Wednesday, October 24, 2007

$100,000? Too High. $120 Million? Fine.

The efforts of federal regulators to curtail cronyism on corporate boards have led to some odd outcomes. The case of Michael K. Powell, a new director of Cisco Systems, is a prime example.


Mr. Powell, the former chairman of the Federal Communications Commission, happens to be a son of Colin Powell, the former secretary of state. Cisco happens to have paid the senior Mr. Powell more than $100,000 to deliver two speeches in 2005.

Under guidelines established by the Nasdaq stock market, that connection disqualifies the younger Mr. Powell as an independent director, so he cannot sit on the company’s audit, compensation or governance committees.
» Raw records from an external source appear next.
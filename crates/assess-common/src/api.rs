use schemars::JsonSchema;
use serde::{Deserialize, Serialize};

#[derive(Debug, Clone, Deserialize, JsonSchema)]
pub struct RecommendParams {
    /// Free-text hiring requirement or job description.
    pub query: String,
    /// Number of assessments to return (default: 10, clamped to 1..=10). Integers,
    /// floats and numeric strings are accepted.
    pub top_k: Option<serde_json::Value>,
}

#[derive(Debug, Clone, PartialEq, Serialize, Deserialize, JsonSchema)]
pub struct RecommendedAssessment {
    pub url: String,
    pub name: String,
    /// "Yes" or "No".
    pub adaptive_support: String,
    /// At most 200 characters.
    pub description: String,
    /// Minutes, 0 when unknown.
    pub duration: u32,
    /// "Yes" or "No".
    pub remote_support: String,
    /// Single test-type code wrapped as a list, or empty.
    pub test_type: Vec<String>,
}

#[derive(Debug, Clone, Serialize, Deserialize, JsonSchema)]
pub struct RecommendResponse {
    pub recommended_assessments: Vec<RecommendedAssessment>,
}

#[derive(Debug, Clone, Serialize, Deserialize, JsonSchema)]
pub struct HealthResponse {
    pub status: String,
    pub message: String,
}

#[derive(Debug, Clone, Serialize, Deserialize, JsonSchema)]
pub struct CatalogInfoResponse {
    pub record_count: usize,
    /// "dense" or "sparse".
    pub index_mode: String,
    /// "oracle" or "heuristic".
    pub strategy: String,
}

#[derive(Debug, Clone, Serialize, Deserialize, JsonSchema)]
pub struct ErrorResponse {
    pub error: String,
}
use std::path::PathBuf;
use std::time::Duration;

use assess_common::error::CommonError;
use assess_common::openai::OpenAiClientError;

#[derive(Debug, thiserror::Error)]
pub enum CatalogError {
    #[error("failed to read catalog {path}: {source}")]
    Io {
        path: PathBuf,
        source: std::io::Error,
    },

    #[error("invalid catalog JSON in {path}: {source}")]
    Json {
        path: PathBuf,
        source: serde_json::Error,
    },
}

#[derive(Debug, thiserror::Error)]
pub enum IndexError {
    #[error(transparent)]
    Embedding(#[from] CommonError),
}

/// Failure of a single oracle call. Always absorbed by the strategy that made the call.
#[derive(Debug, thiserror::Error)]
pub enum OracleError {
    #[error("oracle call timed out after {0:?}")]
    Timeout(Duration),

    #[error("oracle transport failure: {0}")]
    Transport(String),

    #[error("oracle returned an empty response")]
    Empty,
}

impl From<OpenAiClientError> for OracleError {
    fn from(err: OpenAiClientError) -> Self {
        match err {
            OpenAiClientError::EmptyCompletion => OracleError::Empty,
            other => OracleError::Transport(other.to_string()),
        }
    }
}

/// The only error `recommend` surfaces: the request itself was unusable.
#[derive(Debug, Clone, PartialEq, Eq, thiserror::Error)]
pub enum RecommendError {
    #[error("invalid input: {0}")]
    InvalidInput(String),
}
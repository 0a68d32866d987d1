/// Candidate retrieval: the top-N catalog records by cosine similarity to the query.
use tracing::{debug, warn};

use crate::index::{cosine_similarity, TextIndex};
use crate::model::Candidate;

pub const DEFAULT_CANDIDATE_POOL: usize = 30;

/// Embed the query once and return up to `n` candidates, best first.
///
/// Has no error path: an embedding failure is logged and yields no candidates.
pub async fn retrieve_candidates(index: &TextIndex, query: &str, n: usize) -> Vec<Candidate> {
    if index.is_empty() || n == 0 {
        return Vec::new();
    }
    let query_vector = match index.embed(query).await {
        Ok(v) => v,
        Err(e) => {
            warn!(error = %e, "query embedding failed, no candidates retrieved");
            return Vec::new();
        }
    };
    let scores: Vec<f32> = index
        .vectors()
        .iter()
        .map(|v| cosine_similarity(&query_vector, v))
        .collect();
    let candidates = top_n(&scores, n);
    debug!(
        retrieved = candidates.len(),
        best = candidates.first().map(|c| c.similarity_score),
        "candidates retrieved"
    );
    candidates
}

/// Select the `n` highest scores. Equal scores keep ascending catalog order.
pub fn top_n(scores: &[f32], n: usize) -> Vec<Candidate> {
    let mut candidates: Vec<Candidate> = scores
        .iter()
        .enumerate()
        .map(|(index, &similarity_score)| Candidate {
            index,
            similarity_score,
        })
        .collect();
    // Stable sort: ties stay in catalog order. NaN ranks below every real score.
    candidates.sort_by(|a, b| {
        rank_key(b.similarity_score).total_cmp(&rank_key(a.similarity_score))
    });
    candidates.truncate(n);
    candidates
}

fn rank_key(score: f32) -> f32 {
    if score.is_nan() {
        f32::NEG_INFINITY
    } else {
        score
    }
}
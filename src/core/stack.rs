//! SR-004: The stack — a single path-indexed table of resolved modules.
//!
//! Dependency edges are stored as paths and resolved through this table, so
//! logical cycles can exist (and be detected) without ownership cycles.

use super::dependents;
use super::error::PlanError;
use super::planner::{self, RunGraph};
use super::types::{CommandKind, Module, ResolveOptions};
use indexmap::IndexMap;
use std::path::{Path, PathBuf};

/// The resolved graph of modules for one invocation.
#[derive(Debug, Clone, Default)]
pub struct Stack {
    pub options: ResolveOptions,
    modules: IndexMap<PathBuf, Module>,
}

impl Stack {
    pub fn new(options: ResolveOptions) -> Self {
        Self {
            options,
            modules: IndexMap::new(),
        }
    }

    /// Build a stack from already-resolved modules. Later duplicates of a
    /// path replace earlier ones but keep the first position.
    pub fn from_modules(options: ResolveOptions, modules: Vec<Module>) -> Self {
        let mut stack = Self::new(options);
        for module in modules {
            stack.insert(module);
        }
        stack
    }

    pub fn insert(&mut self, module: Module) {
        self.modules.insert(module.path.clone(), module);
    }

    pub fn working_dir(&self) -> &Path {
        &self.options.working_dir
    }

    pub fn modules(&self) -> impl Iterator<Item = &Module> {
        self.modules.values()
    }

    pub fn get(&self, path: &Path) -> Option<&Module> {
        self.modules.get(path)
    }

    pub fn contains(&self, path: &Path) -> bool {
        self.modules.contains_key(path)
    }

    pub fn len(&self) -> usize {
        self.modules.len()
    }

    pub fn is_empty(&self) -> bool {
        self.modules.is_empty()
    }

    /// Position of a module in stack order.
    pub fn index_of(&self, path: &Path) -> Option<usize> {
        self.modules.get_index_of(path)
    }

    /// Modules the executor may dispatch.
    pub fn runnable(&self) -> impl Iterator<Item = &Module> {
        self.modules.values().filter(|m| m.is_runnable())
    }

    /// Leveled execution order for `kind`.
    pub fn run_graph(&self, kind: CommandKind) -> Result<RunGraph, PlanError> {
        planner::build_run_graph(self, kind)
    }

    /// Every module's transitive dependents, nearest first.
    pub fn dependent_modules(&self) -> IndexMap<PathBuf, Vec<PathBuf>> {
        dependents::build_dependent_index(self)
    }
}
But by the same definition, Richard M. Kovacevich, the chairman of Wells Fargo, is an independent director of Cisco, even though his company has promised to lend Cisco $120 million.

The difference is that Cisco’s line of credit is deemed too small a part of Wells Fargo’s overall business to present a conflict of interest, while the payments to the senior Mr. Powell exceeded the allowable annual limit of $100,000 to any family member of an independent director. PATRICK McGEEHAN

PLAYING DEFENSE? The former National Football League player Dwight Sean Jones may have met his toughest opponent yet: federal securities regulators. The Securities and Exchange Commission ordered Mr. Jones, a former Los Angeles Raiders defensive end, to answer complaints that his investment firm, Amaroq Asset Management, has flouted federal securities law.

The commission’s order said Mr. Jones, who went on to become a players’ agent after winding up his pro career in 1996, had refused to produce or permit the inspection of business records at Amaroq, a registered investment adviser. Such examination is required by the Investment Advisers Act.

According to the S.E.C., Mr. Jones told the commission in 2003 that he was managing more than $44 million in assets for his clients, mostly athletes. He said at different times that company records had been destroyed in a fire, that they were on a moving truck and that they had inadvertently been sold by a storage company.

Securities regulators also said that although Mr. Jones contended that Amaroq discontinued business in 2004, he had never notified the commission.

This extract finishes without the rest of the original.